> _TASK REQUIREMENTS_
A single number is wanted: how many lines of the data below include the string "ChallengeNotFound"?
+++ SOURCE MATERIAL +++
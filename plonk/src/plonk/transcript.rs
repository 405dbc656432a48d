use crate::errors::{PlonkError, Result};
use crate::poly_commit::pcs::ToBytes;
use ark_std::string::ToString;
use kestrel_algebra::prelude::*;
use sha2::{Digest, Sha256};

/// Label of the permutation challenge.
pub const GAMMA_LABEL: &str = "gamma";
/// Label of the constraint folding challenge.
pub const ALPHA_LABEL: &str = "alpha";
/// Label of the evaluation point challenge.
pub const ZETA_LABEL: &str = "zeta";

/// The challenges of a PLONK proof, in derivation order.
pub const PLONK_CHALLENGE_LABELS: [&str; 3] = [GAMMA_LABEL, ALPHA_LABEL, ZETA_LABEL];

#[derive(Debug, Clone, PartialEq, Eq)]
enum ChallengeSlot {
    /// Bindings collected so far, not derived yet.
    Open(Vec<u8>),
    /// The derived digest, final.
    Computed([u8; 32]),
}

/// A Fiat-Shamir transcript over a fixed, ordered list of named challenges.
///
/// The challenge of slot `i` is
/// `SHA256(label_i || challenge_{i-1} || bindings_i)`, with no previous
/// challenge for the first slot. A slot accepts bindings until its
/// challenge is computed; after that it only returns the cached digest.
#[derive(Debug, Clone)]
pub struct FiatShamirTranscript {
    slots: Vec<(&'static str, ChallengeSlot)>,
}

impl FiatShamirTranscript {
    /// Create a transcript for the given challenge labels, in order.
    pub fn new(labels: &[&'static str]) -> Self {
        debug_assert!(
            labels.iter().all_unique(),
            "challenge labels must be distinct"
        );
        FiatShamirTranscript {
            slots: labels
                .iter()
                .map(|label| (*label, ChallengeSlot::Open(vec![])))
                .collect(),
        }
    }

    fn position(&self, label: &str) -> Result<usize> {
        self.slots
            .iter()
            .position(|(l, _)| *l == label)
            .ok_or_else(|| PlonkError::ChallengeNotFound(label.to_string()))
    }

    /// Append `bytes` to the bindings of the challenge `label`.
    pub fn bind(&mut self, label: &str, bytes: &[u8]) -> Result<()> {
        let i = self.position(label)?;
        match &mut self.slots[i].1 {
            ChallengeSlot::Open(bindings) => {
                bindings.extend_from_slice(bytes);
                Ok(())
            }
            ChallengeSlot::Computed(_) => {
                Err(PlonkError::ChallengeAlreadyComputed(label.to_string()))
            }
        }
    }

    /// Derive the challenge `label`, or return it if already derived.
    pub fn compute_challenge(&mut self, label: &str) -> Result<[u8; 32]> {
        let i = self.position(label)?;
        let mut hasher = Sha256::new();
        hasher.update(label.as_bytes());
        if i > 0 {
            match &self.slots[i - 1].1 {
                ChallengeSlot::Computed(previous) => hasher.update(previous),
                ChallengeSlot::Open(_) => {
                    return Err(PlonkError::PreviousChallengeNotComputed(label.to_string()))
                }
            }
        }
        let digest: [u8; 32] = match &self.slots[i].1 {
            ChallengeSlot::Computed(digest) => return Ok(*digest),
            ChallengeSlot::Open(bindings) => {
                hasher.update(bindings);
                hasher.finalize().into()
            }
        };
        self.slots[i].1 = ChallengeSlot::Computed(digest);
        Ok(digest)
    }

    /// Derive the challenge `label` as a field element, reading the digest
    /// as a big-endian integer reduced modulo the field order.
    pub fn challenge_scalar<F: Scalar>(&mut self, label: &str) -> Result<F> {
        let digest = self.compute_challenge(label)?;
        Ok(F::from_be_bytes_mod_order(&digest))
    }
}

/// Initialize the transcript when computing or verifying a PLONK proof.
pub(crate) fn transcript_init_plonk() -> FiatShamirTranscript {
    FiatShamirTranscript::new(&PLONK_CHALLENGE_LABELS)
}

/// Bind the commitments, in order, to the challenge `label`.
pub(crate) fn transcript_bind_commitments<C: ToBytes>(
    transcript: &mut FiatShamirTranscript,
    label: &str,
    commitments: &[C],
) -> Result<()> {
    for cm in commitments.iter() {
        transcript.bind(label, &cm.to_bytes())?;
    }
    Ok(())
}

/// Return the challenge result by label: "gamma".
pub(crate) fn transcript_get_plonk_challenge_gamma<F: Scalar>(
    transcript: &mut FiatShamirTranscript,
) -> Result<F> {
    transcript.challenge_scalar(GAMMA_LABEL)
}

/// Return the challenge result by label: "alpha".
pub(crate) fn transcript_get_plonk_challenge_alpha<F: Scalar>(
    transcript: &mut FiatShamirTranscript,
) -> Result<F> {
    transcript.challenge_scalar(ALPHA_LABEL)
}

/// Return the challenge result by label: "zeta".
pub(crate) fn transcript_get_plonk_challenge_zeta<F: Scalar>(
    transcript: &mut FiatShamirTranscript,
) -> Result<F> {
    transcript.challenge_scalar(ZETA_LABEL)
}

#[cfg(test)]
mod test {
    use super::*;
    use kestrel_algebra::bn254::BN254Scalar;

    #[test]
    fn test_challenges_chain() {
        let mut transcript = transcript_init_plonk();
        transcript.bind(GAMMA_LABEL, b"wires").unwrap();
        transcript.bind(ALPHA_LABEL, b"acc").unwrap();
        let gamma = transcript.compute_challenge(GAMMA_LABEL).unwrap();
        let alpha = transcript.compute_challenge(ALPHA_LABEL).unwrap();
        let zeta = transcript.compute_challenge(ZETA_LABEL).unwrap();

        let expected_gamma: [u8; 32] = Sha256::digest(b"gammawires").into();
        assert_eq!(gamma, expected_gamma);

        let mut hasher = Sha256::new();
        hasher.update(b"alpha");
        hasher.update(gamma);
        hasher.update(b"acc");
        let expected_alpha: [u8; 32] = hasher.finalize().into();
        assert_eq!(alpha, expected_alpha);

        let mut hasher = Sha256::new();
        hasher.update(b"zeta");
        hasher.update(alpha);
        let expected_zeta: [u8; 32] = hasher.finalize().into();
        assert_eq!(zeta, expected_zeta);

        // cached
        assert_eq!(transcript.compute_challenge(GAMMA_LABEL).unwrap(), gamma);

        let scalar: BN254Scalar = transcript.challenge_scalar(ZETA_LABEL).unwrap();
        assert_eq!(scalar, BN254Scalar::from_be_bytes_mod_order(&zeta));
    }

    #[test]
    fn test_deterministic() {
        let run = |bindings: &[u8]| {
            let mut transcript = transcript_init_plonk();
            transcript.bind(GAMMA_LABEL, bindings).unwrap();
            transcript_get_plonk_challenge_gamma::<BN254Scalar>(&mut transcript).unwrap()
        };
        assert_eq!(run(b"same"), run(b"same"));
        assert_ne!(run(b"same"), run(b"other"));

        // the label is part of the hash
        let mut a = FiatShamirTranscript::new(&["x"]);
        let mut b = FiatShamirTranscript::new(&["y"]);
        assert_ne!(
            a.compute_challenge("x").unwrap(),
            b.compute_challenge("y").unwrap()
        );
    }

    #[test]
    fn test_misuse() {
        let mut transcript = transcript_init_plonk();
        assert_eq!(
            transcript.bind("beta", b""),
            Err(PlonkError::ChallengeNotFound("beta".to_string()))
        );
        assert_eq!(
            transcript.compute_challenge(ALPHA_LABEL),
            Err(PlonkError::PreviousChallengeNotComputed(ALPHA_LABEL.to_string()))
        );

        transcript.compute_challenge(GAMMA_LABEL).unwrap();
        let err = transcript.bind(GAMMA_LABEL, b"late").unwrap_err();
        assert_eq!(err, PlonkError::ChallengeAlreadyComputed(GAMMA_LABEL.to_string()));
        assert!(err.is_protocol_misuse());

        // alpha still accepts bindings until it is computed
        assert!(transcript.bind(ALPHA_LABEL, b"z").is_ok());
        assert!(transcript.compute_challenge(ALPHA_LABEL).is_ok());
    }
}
+++
> _EXERCISE SOLUTION_
2